View Full Version : Our defence on the cusp of a crisis


Arthur Dent
May 11th, 2005, 10:29 AM
Our defence on the cusp of a crisis

The challenge is to restore morale and create a vision for the future

Max Hastings
Wednesday May 11, 2005
The Guardian

The leaders of the armed forces may be Britain's happiest people in the election aftermath. They have exchanged a risible, broken-backed secretary of state for defence, Geoff Hoon, for John Reid, whom they learned to like when he was their minister of state. They are pinning great hopes on him.
British defence is on the cusp of crisis, by no means its unnatural state but not the less grim for that. There is a desperate need for leadership, of a kind that Hoon, his top civil servants and the chief of defence staff, Sir Michael Walker, have resolutely declined to provide.

The agenda on Reid's desk this week is bleak. It includes lots of things all governments hate - choices. A great US soldier-historian, Brigadier SLA Marshall, wrote at the nadir of the US army's fortunes in the early 1950s: "No one wants to join a failing institution." The challenge for ministers and senior officers is to restore flagging morale and to create a coherent vision for the future of the armed forces, which is absent. Their leaders seem in the business only of managing relentless shrinkage.

Army recruiting has been hit by controversy about Iraq, and by declining conditions of service. A retired general said to me recently: "Forty years ago, soldiers would go and fight anybody. Nowadays, it's different. They want to be sure they're on the side of the angels, that the country is behind them, that the cause is just.

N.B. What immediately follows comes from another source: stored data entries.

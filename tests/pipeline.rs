//! End-to-end test: a synthetic Skysonde CSV through ingest, analysis, and rendering.

use metfor::Quantity;
use skysonde_skewt::{
    analysis::{analyze, AnalysisOptions},
    plot::{draw_skew_t, SkewTStyle},
    skysonde::{read_sounding, SkysondeFormat},
};
use plotters::prelude::*;

const PREAMBLE_ROWS: usize = 105;
const TOTAL_COLS: usize = 36;

// Build a CSV in the real station layout: a long preamble, 36 columns, the six
// interesting ones at their production indices, sentinels and duplicate pressures
// sprinkled in, and a descent tail after the burst.
fn synthetic_flight_csv() -> String {
    let format = SkysondeFormat::default();
    let mut out = String::new();

    for i in 0..PREAMBLE_ROWS {
        out.push_str(&format!("preamble,{},config\n", i));
    }

    let mut push_row = |height_km: f64, p: f64, t: f64, rh: f64, dir: f64, spd: f64| {
        let mut fields = vec!["0".to_string(); TOTAL_COLS];
        fields[format.height_col] = format!("{:.3}", height_km);
        fields[format.pressure_col] = if p < 0.0 {
            format.missing.clone()
        } else {
            format!("{:.1}", p)
        };
        fields[format.temperature_col] = format!("{:.2}", t);
        fields[format.humidity_col] = format!("{:.1}", rh);
        fields[format.direction_col] = format!("{:.1}", dir);
        fields[format.speed_col] = format!("{:.2}", spd);
        out.push_str(&fields.join(","));
        out.push('\n');
    };

    // ascent: 1010 hPa down to 110 hPa
    for i in 0..226 {
        let p = 1010.0 - 4.0 * f64::from(i);
        let h_km = 44.33 * (1.0 - (p / 1013.25).powf(0.190_3));
        let t = (29.0 - 6.8 * h_km).max(-60.0);
        let rh = if p > 750.0 { 82.0 } else { 38.0 };
        let dir = (150.0 + f64::from(i)) % 360.0;
        let spd = 3.0 + 0.08 * f64::from(i);

        push_row(h_km, p, t, rh, dir, spd);

        // a duplicated pressure and a sentinel dropout early in the flight
        if i == 10 {
            push_row(h_km, p, t - 0.2, rh, dir, spd);
        }
        if i == 20 {
            push_row(h_km, -1.0, t, rh, dir, spd);
        }
    }

    // burst: the payload falls and pressure rises again; the half-hPa offset keeps
    // these rows clear of the pressures already seen on the way up
    for i in 0..30 {
        let p = 110.5 + 12.0 * f64::from(i);
        let h_km = 44.33 * (1.0 - (p / 1013.25).powf(0.190_3));
        push_row(h_km, p, -55.0, 30.0, 200.0, 10.0);
    }

    out
}

#[test]
fn full_pipeline_from_csv_to_chart() {
    let csv = synthetic_flight_csv();
    let snd = read_sounding(csv.as_bytes(), &SkysondeFormat::default()).unwrap();

    // quality control dropped the sentinel row and the duplicate pressure
    let pressures: Vec<f64> = snd
        .pressure_profile()
        .iter()
        .map(|p| p.unpack().unpack())
        .collect();
    assert_eq!(pressures.len(), 256);
    for (i, p) in pressures.iter().enumerate() {
        assert!(
            !pressures[(i + 1)..].contains(p),
            "duplicate pressure {} survived cleaning",
            p
        );
    }

    let anl = analyze(snd, &AnalysisOptions::default()).unwrap();

    // LCL from the warm moist surface sample sits below the surface pressure level
    assert!(anl.lcl_pressure.unpack() < 1010.0);
    assert!(anl.lcl_pressure.unpack() > 700.0);

    // the ascent sounding is strictly decreasing in pressure, descent tail gone
    let ascent_p: Vec<f64> = anl
        .ascent
        .pressure_profile()
        .iter()
        .map(|p| p.unpack().unpack())
        .collect();
    assert!(ascent_p.len() > 10);
    for w in ascent_p.windows(2) {
        assert!(w[0] > w[1]);
    }
    assert!(*ascent_p.last().unwrap() >= 110.0);

    // a warm moist surface under a steep lapse rate has CAPE
    let cape = anl.parcel_ascent.cape();
    assert!(cape.is_some());
    assert!(cape.unpack().unpack() > 0.0);

    let cin = anl.parcel_ascent.cin();
    assert!(cin.is_some());
    assert!(cin.unpack().unpack() <= 0.0);

    // barbs: no duplicate levels, and no more than one per target
    let barb_p: Vec<f64> = anl.barbs.iter().map(|b| b.pressure.unpack()).collect();
    assert!(!barb_p.is_empty());
    assert!(barb_p.len() <= 36);
    for (i, p) in barb_p.iter().enumerate() {
        assert!(!barb_p[(i + 1)..].contains(p));
    }

    // rendering smoke test against an in-memory SVG backend
    let mut svg = String::new();
    {
        let root = SVGBackend::with_string(&mut svg, (1000, 800)).into_drawing_area();
        draw_skew_t(&root, &anl, &SkewTStyle::default()).unwrap();
    }
    assert!(svg.contains("<svg"));
    assert!(svg.contains("polyline") || svg.contains("path"));
}

#[test]
fn thinning_preserves_the_analysis_shape() {
    let csv = synthetic_flight_csv();
    let snd = read_sounding(csv.as_bytes(), &SkysondeFormat::default()).unwrap();

    let dense = analyze(
        snd.clone(),
        &AnalysisOptions {
            thin_step: 1,
            ..AnalysisOptions::default()
        },
    )
    .unwrap();
    let thin = analyze(snd, &AnalysisOptions::default()).unwrap();

    // thinning must not move the LCL, it comes from the full-resolution series
    assert!((dense.lcl_pressure - thin.lcl_pressure).unpack().abs() < 1.0e-9);

    // CAPE estimates agree loosely between resolutions
    let cape_dense = dense.parcel_ascent.cape().unpack().unpack();
    let cape_thin = thin.parcel_ascent.cape().unpack().unpack();
    assert!((cape_dense - cape_thin).abs() < 0.5 * cape_dense.max(cape_thin));
}
//! Render an analyzed sounding as a skew-T log-P chart.
//!
//! The chart is drawn onto any plotters [`DrawingArea`], so it can target an SVG file,
//! an in-memory string, or anything else with a plotters backend. All series and
//! annotations come from a finished [`SkewTAnalysis`]; this module only maps data to
//! drawing primitives.
//!
//! Skew-T coordinates: the vertical axis is `ln(p_bottom / p)`, so pressure decreases
//! logarithmically upward. The horizontal axis is temperature sheared with height,
//! `x = t + slope * y`, which leans the isotherms 45 degrees to the right. At the
//! bottom edge the skewed coordinate equals the plain temperature, so the default
//! bottom axis labels read directly in degrees Celsius.

use crate::analysis::SkewTAnalysis;
use metfor::{Celsius, HectoPascal, Kelvin, Knots, Quantity, WindSpdDir};
use plotters::coord::{types::RangedCoordf64, Shift};
use plotters::prelude::*;
use std::error::Error;
use std::path::Path;

/// Visual parameters for the chart.
#[derive(Debug, Clone)]
pub struct SkewTStyle {
    /// Chart title.
    pub title: String,
    /// Pressure at the bottom edge of the chart.
    pub pressure_bottom: HectoPascal,
    /// Pressure at the top edge of the chart.
    pub pressure_top: HectoPascal,
    /// Temperature at the left edge of the bottom of the chart.
    pub t_min: Celsius,
    /// Temperature at the right edge of the bottom of the chart.
    pub t_max: Celsius,
    /// Mixing ratio guide lines to draw, in kg/kg.
    pub mixing_ratios: Vec<f64>,
}

impl Default for SkewTStyle {
    fn default() -> Self {
        SkewTStyle {
            title: "Sounding".to_owned(),
            pressure_bottom: HectoPascal(1000.0),
            pressure_top: HectoPascal(50.0),
            t_min: Celsius(-60.0),
            t_max: Celsius(40.0),
            mixing_ratios: vec![0.028, 0.024, 0.020, 0.016, 0.012, 0.008, 0.004],
        }
    }
}

// Maps (temperature, pressure) data onto the skewed chart plane and knows the visible
// window, so series can be clipped in data space before they reach the backend.
#[derive(Debug, Clone, Copy)]
struct SkewTCoords {
    p_bottom: f64,
    x_min: f64,
    x_max: f64,
    y_max: f64,
    slope: f64,
}

impl SkewTCoords {
    fn new(style: &SkewTStyle) -> Self {
        let p_bottom = style.pressure_bottom.unpack();
        let y_max = (p_bottom / style.pressure_top.unpack()).ln();
        // one full temperature span over the full height leans isotherms 45 degrees
        let slope = (style.t_max - style.t_min).unpack() / y_max;

        SkewTCoords {
            p_bottom,
            x_min: style.t_min.unpack(),
            x_max: style.t_max.unpack(),
            y_max,
            slope,
        }
    }

    fn y(&self, p: HectoPascal) -> f64 {
        (self.p_bottom / p.unpack()).ln()
    }

    fn x(&self, t: Celsius, p: HectoPascal) -> f64 {
        t.unpack() + self.slope * self.y(p)
    }

    fn point(&self, t: Celsius, p: HectoPascal) -> (f64, f64) {
        (self.x(t, p), self.y(p))
    }

    // plotters does not clip series to the axes, so everything gets filtered through
    // this before drawing
    fn visible(&self, (x, y): &(f64, f64)) -> bool {
        *x >= self.x_min && *x <= self.x_max && *y >= 0.0 && *y <= self.y_max
    }
}

type SkewTChart<'a, DB> = ChartContext<'a, DB, Cartesian2d<RangedCoordf64, RangedCoordf64>>;

/// Draw the skew-T chart for `anl` onto `root`.
pub fn draw_skew_t<DB>(
    root: &DrawingArea<DB, Shift>,
    anl: &SkewTAnalysis,
    style: &SkewTStyle,
) -> Result<(), Box<dyn Error>>
where
    DB: DrawingBackend,
    DB::ErrorType: 'static,
{
    let coords = SkewTCoords::new(style);

    root.fill(&WHITE)?;

    let mut chart = ChartBuilder::on(root)
        .caption(&style.title, ("sans-serif", 24))
        .margin(10)
        .x_label_area_size(32)
        .y_label_area_size(0)
        .build_cartesian_2d(coords.x_min..coords.x_max, 0.0..coords.y_max)?;

    chart
        .configure_mesh()
        .disable_x_mesh()
        .disable_y_mesh()
        .x_labels(11)
        .x_desc("Temperature (\u{00b0}C)")
        .label_style(("sans-serif", 14))
        .draw()?;

    draw_isotherms(&mut chart, &coords, style)?;
    draw_isobars(&mut chart, &coords, style)?;
    draw_dry_adiabats(&mut chart, &coords, style)?;
    draw_moist_adiabats(&mut chart, &coords, style)?;
    draw_mixing_ratio_lines(&mut chart, &coords, style)?;

    draw_shading(&mut chart, &coords, anl)?;
    draw_traces(&mut chart, &coords, anl)?;
    draw_barbs(&mut chart, &coords, anl)?;
    draw_lcl_marker(&mut chart, &coords, anl)?;
    draw_summary_text(&mut chart, &coords, anl)?;

    root.present()?;

    Ok(())
}

/// Render the chart to an SVG file.
pub fn render_svg<P: AsRef<Path>>(
    path: P,
    anl: &SkewTAnalysis,
    style: &SkewTStyle,
    dimensions: (u32, u32),
) -> Result<(), Box<dyn Error>> {
    let root = SVGBackend::new(path.as_ref(), dimensions).into_drawing_area();
    draw_skew_t(&root, anl, style)
}

// Pressures to sample background curves at, dense enough to look smooth on a log axis.
fn pressure_samples(style: &SkewTStyle) -> Vec<HectoPascal> {
    let bottom = style.pressure_bottom.unpack() as i64;
    let top = style.pressure_top.unpack() as i64;

    (top..=bottom)
        .rev()
        .step_by(10)
        .map(|p| HectoPascal(p as f64))
        .collect()
}

fn draw_isotherms<DB>(
    chart: &mut SkewTChart<DB>,
    coords: &SkewTCoords,
    style: &SkewTStyle,
) -> Result<(), Box<dyn Error>>
where
    DB: DrawingBackend,
    DB::ErrorType: 'static,
{
    let color = RGBColor(210, 210, 210);
    let samples = pressure_samples(style);

    let mut t = -120.0;
    while t <= style.t_max.unpack() {
        let line: Vec<(f64, f64)> = samples
            .iter()
            .map(|&p| coords.point(Celsius(t), p))
            .filter(|pt| coords.visible(pt))
            .collect();
        chart.draw_series(LineSeries::new(line.into_iter(), &color))?;
        t += 10.0;
    }

    Ok(())
}

fn draw_isobars<DB>(
    chart: &mut SkewTChart<DB>,
    coords: &SkewTCoords,
    style: &SkewTStyle,
) -> Result<(), Box<dyn Error>>
where
    DB: DrawingBackend,
    DB::ErrorType: 'static,
{
    let color = RGBColor(210, 210, 210);
    let label_style = ("sans-serif", 13).into_font().color(&RGBColor(90, 90, 90));

    let mut p = 1000.0;
    while p >= style.pressure_top.unpack() {
        let pressure = HectoPascal(p);
        if pressure <= style.pressure_bottom {
            let y = coords.y(pressure);
            chart.draw_series(LineSeries::new(
                vec![(coords.x_min, y), (coords.x_max, y)],
                &color,
            ))?;
            chart.draw_series(std::iter::once(Text::new(
                format!("{:.0}", p),
                (coords.x_min + 0.5, y),
                label_style.clone(),
            )))?;
        }
        p -= 100.0;
    }

    Ok(())
}

fn draw_dry_adiabats<DB>(
    chart: &mut SkewTChart<DB>,
    coords: &SkewTCoords,
    style: &SkewTStyle,
) -> Result<(), Box<dyn Error>>
where
    DB: DrawingBackend,
    DB::ErrorType: 'static,
{
    let color = RGBColor(230, 190, 170);
    let samples = pressure_samples(style);

    let mut theta = 230.0;
    while theta <= 440.0 {
        let series: Vec<(f64, f64)> = samples
            .iter()
            .map(|&p| {
                let t = Celsius::from(metfor::temperature_from_pot_temp(Kelvin(theta), p));
                coords.point(t, p)
            })
            .filter(|pt| coords.visible(pt))
            .collect();
        chart.draw_series(LineSeries::new(series.into_iter(), &color))?;
        theta += 10.0;
    }

    Ok(())
}

fn draw_moist_adiabats<DB>(
    chart: &mut SkewTChart<DB>,
    coords: &SkewTCoords,
    style: &SkewTStyle,
) -> Result<(), Box<dyn Error>>
where
    DB: DrawingBackend,
    DB::ErrorType: 'static,
{
    let color = RGBColor(170, 210, 190);
    let samples = pressure_samples(style);

    let mut theta_e = 250.0;
    while theta_e <= 400.0 {
        let series: Vec<(f64, f64)> = samples
            .iter()
            .filter_map(|&p| {
                metfor::temperature_from_equiv_pot_temp_saturated_and_pressure(p, Kelvin(theta_e))
                    .map(|t| coords.point(t, p))
            })
            .filter(|pt| coords.visible(pt))
            .collect();
        chart.draw_series(LineSeries::new(series.into_iter(), &color))?;
        theta_e += 10.0;
    }

    Ok(())
}

fn draw_mixing_ratio_lines<DB>(
    chart: &mut SkewTChart<DB>,
    coords: &SkewTCoords,
    style: &SkewTStyle,
) -> Result<(), Box<dyn Error>>
where
    DB: DrawingBackend,
    DB::ErrorType: 'static,
{
    let color = RGBColor(110, 170, 110);
    let label_style = ("sans-serif", 13).into_font().color(&color);

    // Guide lines only span the lower troposphere where moisture matters.
    let samples: Vec<HectoPascal> = pressure_samples(style)
        .into_iter()
        .filter(|p| *p >= HectoPascal(600.0))
        .collect();

    for &mw in &style.mixing_ratios {
        let series: Vec<(f64, f64)> = samples
            .iter()
            .filter_map(|&p| metfor::dew_point_from_p_and_mw(p, mw).map(|dp| coords.point(dp, p)))
            .filter(|pt| coords.visible(pt))
            .collect();
        chart.draw_series(LineSeries::new(series.into_iter(), &color))?;
    }

    // Label every other line at the foot of the chart, in g/kg.
    for &mw in style.mixing_ratios.iter().step_by(2) {
        if let Some(dp) = metfor::dew_point_from_p_and_mw(style.pressure_bottom, mw) {
            let pt = coords.point(dp, style.pressure_bottom);
            if coords.visible(&pt) {
                chart.draw_series(std::iter::once(Text::new(
                    format!("{:.0}", mw * 1000.0),
                    (pt.0, 0.012),
                    label_style.clone(),
                )))?;
            }
        }
    }

    Ok(())
}

fn draw_traces<DB>(
    chart: &mut SkewTChart<DB>,
    coords: &SkewTCoords,
    anl: &SkewTAnalysis,
) -> Result<(), Box<dyn Error>>
where
    DB: DrawingBackend,
    DB::ErrorType: 'static,
{
    let temperature = series_from_profiles(
        anl.ascent.pressure_profile(),
        anl.ascent.temperature_profile(),
        coords,
    );
    let dew_point = series_from_profiles(
        anl.ascent.pressure_profile(),
        anl.ascent.dew_point_profile(),
        coords,
    );

    chart.draw_series(LineSeries::new(temperature.into_iter(), RED.stroke_width(2)))?;
    chart.draw_series(LineSeries::new(dew_point.into_iter(), BLUE.stroke_width(2)))?;

    let profile = anl.parcel_ascent.profile();
    let parcel_series: Vec<(f64, f64)> = profile
        .pressure
        .iter()
        .zip(profile.parcel_t.iter())
        .map(|(&p, &t)| coords.point(t, p))
        .filter(|pt| coords.visible(pt))
        .collect();
    chart.draw_series(LineSeries::new(
        parcel_series.into_iter(),
        BLACK.stroke_width(2),
    ))?;

    Ok(())
}

fn series_from_profiles(
    pressure: &[optional::Optioned<HectoPascal>],
    values: &[optional::Optioned<Celsius>],
    coords: &SkewTCoords,
) -> Vec<(f64, f64)> {
    pressure
        .iter()
        .zip(values.iter())
        .filter_map(|(p_opt, v_opt)| {
            if p_opt.is_some() && v_opt.is_some() {
                Some(coords.point(v_opt.unpack(), p_opt.unpack()))
            } else {
                None
            }
        })
        .filter(|pt| coords.visible(pt))
        .collect()
}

"They feel there's no point in busting themselves to do a dirty job in Iraq, and maybe getting killed, if back home people are saying the commitment is wrong, maybe even illegal." Some parents are unwilling to see their sons or daughters enlist, and not only because of the hazards of combat. Many living quarters are disgracefully sub-standard.

Last autumn, the government shamelessly stitched up the chiefs of staff by entangling infantry reorganisation, which was badly needed, with politically driven manpower cuts that were indefensible when the army is over-stretched. Soldiers are being asked to do too much with too little.

The army has inflicted some serious wounds on itself, through high-profile scandals surrounding the treatment of young recruits, such as Deepcut. The courts martial of those responsible for abusing Iraqi prisoners have also caused acute embarrassment, as they deserved to.

However, it seems to many servicemen monstrously unfair that soldiers should face criminal prosecutions for alleged errors of judgment on operations - honest mistakes in split-second life-and-death situations.

"There is always a compact between soldiers and society," says a senior officer. "We stick our necks out, and expect backing from government back home. Today, squaddies say to each other: 'What is going on, when young Trooper Williams of the Royal Tank Regiment finds himself in the Old Bailey dock for allegedly misjudging an operational situation?'. OK, that prosecution was dropped. But it left a very nasty taste."

Pay is also becoming a serious issue: a Scottish recruit knows he will receive £13,000 a year in uniform while he could make £20,000 driving a bus in Glasgow - where he would not have to share a barrack room with 20 others.

The Health & Safety Executive bears increasingly heavily on combat training. Live firing exercises are inhibited by a bureaucracy which seems unable to accept that where young men handle deadly weapons, there will always be risk. There are endemic equipment shortfalls, in which the services are at least 20% under strength, and maybe as much as 38%, depending on how the sums are done.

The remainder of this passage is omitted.